La campagna insomma varca i confini regionali, e si parte già da questa settimana con la raccolta firme in Puglia, Sicilia e Basilicata. Vorremmo poter dire lo stesso del Partito Democratico, che più di aver ratificato un ordine del giorno all’interno dell’assemblea regionale campana, non ha fatto.

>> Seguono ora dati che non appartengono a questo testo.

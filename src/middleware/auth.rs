// ABOUTME: Request authentication from an Authorization header or the session cookie
// ABOUTME: Resolves the token to an active user and session through the AuthManager
//
// SPDX-License-Identifier: MIT OR Apache-2.0
// Copyright (c) 2025 Air Lab

use crate::auth::AuthContext;
use crate::constants::http::SESSION_COOKIE;
use crate::errors::{AppError, AppResult};
use crate::resources::ServerResources;
use axum::http::{header, HeaderMap};

/// Read a cookie value from the `Cookie` headers
#[must_use]
pub fn get_cookie_value(headers: &HeaderMap, name: &str) -> Option<String> {
    headers
        .get_all(header::COOKIE)
        .iter()
        .filter_map(|value| value.to_str().ok())
        .flat_map(|value| value.split(';'))
        .filter_map(|pair| pair.trim().split_once('='))
        .find(|(key, _)| *key == name)
        .map(|(_, value)| value.trim_matches('"').to_owned())
        .filter(|value| !value.is_empty())
}

/// Extract the raw session token from a request
///
/// The `Authorization: Bearer` header wins over the cookie.
///
/// # Errors
///
/// Returns `AUTH_REQUIRED` when neither is present and `AUTH_INVALID` for a
/// malformed `Authorization` header
pub fn extract_token(headers: &HeaderMap) -> AppResult<String> {
    if let Some(value) = headers.get(header::AUTHORIZATION) {
        let value = value
            .to_str()
            .map_err(|_| AppError::auth_invalid("Malformed authorization header"))?;
        return value
            .strip_prefix("Bearer ")
            .map(str::trim)
            .filter(|token| !token.is_empty())
            .map(str::to_owned)
            .ok_or_else(|| AppError::auth_invalid("Authorization header must use Bearer scheme"));
    }
    get_cookie_value(headers, SESSION_COOKIE).ok_or_else(AppError::auth_required)
}

/// Authenticate a request
///
/// # Errors
///
/// Any error from [`extract_token`] or [`crate::auth::AuthManager::authenticate`]
pub async fn authenticate(
    headers: &HeaderMap,
    resources: &ServerResources,
) -> AppResult<AuthContext> {
    let token = extract_token(headers)?;
    resources
        .auth
        .authenticate(&resources.database, &token)
        .await
}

Quello che è evidente a tutti è la poca lungimiranza e la mancanza di una rete territoriale efficiente a disposizione dei vertici regionali e nazionali del PD: nel primo caso, infatti, non si riesce a capire che questo è un argomento con cui si possono vincere le campagne elettorali, soprattutto in vista delle elezioni regionali, nel secondo caso si apre una riflessione sulla struttura del partito stesso, che ormai non ha più i mezzi fisici e organizzativi per scendere in piazza e organizzare un gazebo, nonostante le centinaia di migliaia di tessere che fa ogni anno. 

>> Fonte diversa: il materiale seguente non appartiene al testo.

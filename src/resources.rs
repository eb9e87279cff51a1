// ABOUTME: Centralized resource container for dependency injection into route handlers
// ABOUTME: Holds the database, auth manager, OpenAI client, storage, fetcher and channel senders
//
// SPDX-License-Identifier: MIT OR Apache-2.0
// Copyright (c) 2025 Air Lab

//! # Server Resources
//!
//! Every router receives one `Arc<ServerResources>`. External services sit
//! behind trait objects so integration tests can swap in in-process fakes.

use crate::auth::{generate_session_secret, AuthManager};
use crate::channels::{ChannelClient, ChannelEndpoints, HttpChannelClient};
use crate::config::environment::ServerConfig;
use crate::database_plugins::factory::Database;
use crate::errors::AppResult;
use crate::openai::{AssistantsApi, OpenAiClient};
use crate::services::google_docs::{DocumentFetcher, HttpDocumentFetcher, GOOGLE_DOCS_BASE_URL};
use crate::storage::{LocalObjectStorage, ObjectStorage};
use std::sync::Arc;
use tracing::warn;

/// Shared server state
#[derive(Clone)]
pub struct ServerResources {
    /// Database backend
    pub database: Arc<Database>,
    /// Session issuing and verification
    pub auth: Arc<AuthManager>,
    /// `OpenAI` Assistants API
    pub openai: Arc<dyn AssistantsApi>,
    /// Private object storage
    pub storage: Arc<dyn ObjectStorage>,
    /// Google Docs export fetcher
    pub fetcher: Arc<dyn DocumentFetcher>,
    /// Messenger senders
    pub channels: Arc<dyn ChannelClient>,
    /// Server configuration
    pub config: Arc<ServerConfig>,
}

impl ServerResources {
    /// Assemble resources from already constructed parts
    #[must_use]
    pub fn new(
        database: Database,
        auth: AuthManager,
        openai: Arc<dyn AssistantsApi>,
        storage: Arc<dyn ObjectStorage>,
        fetcher: Arc<dyn DocumentFetcher>,
        channels: Arc<dyn ChannelClient>,
        config: Arc<ServerConfig>,
    ) -> Self {
        Self {
            database: Arc::new(database),
            auth: Arc::new(auth),
            openai,
            storage,
            fetcher,
            channels,
            config,
        }
    }

    /// Build production resources backed by HTTP clients and local storage
    ///
    /// # Errors
    ///
    /// Returns an error if a client cannot be created or the storage root
    /// cannot be prepared
    pub async fn from_config(database: Database, config: Arc<ServerConfig>) -> AppResult<Self> {
        let auth = config.auth.session_secret.as_deref().map_or_else(
            || {
                warn!("SESSION_SECRET not set, sessions will not survive a restart");
                AuthManager::new(&generate_session_secret(), config.auth.session_ttl_hours)
            },
            |secret| AuthManager::new(secret.as_bytes(), config.auth.session_ttl_hours),
        );
        let openai = Arc::new(OpenAiClient::new(&config.openai)?);
        let storage = Arc::new(LocalObjectStorage::new(config.storage.private_object_dir.clone()).await?);
        let fetcher = Arc::new(HttpDocumentFetcher::new(GOOGLE_DOCS_BASE_URL)?);
        let channels = Arc::new(HttpChannelClient::new(ChannelEndpoints::default())?);

        Ok(Self::new(
            database, auth, openai, storage, fetcher, channels, config,
        ))
    }
}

Risulta dunque fondamentale a questo punto l’impegno dei parlamentari e del comitato promotore al fine di portare avanti quella che alcuni di noi hanno definito una vera e propria battaglia di civiltà.

Insomma, nonostante il tema sia estremamente sentito al mezzogiorno, al momento nessuna forza politica degna di questo nome, se non l’organizzazione giovanile del PD, è riuscita a strutturare questa campagna in maniera solida sui livelli territoriali e contemporaneamente a far filtrare il messaggio sui media nazionali, dimostrando di portare avanti una battaglia utile e giusta per i cittadini italiani; e sarebbe anche arrivata l’ora di chiedersi il perché.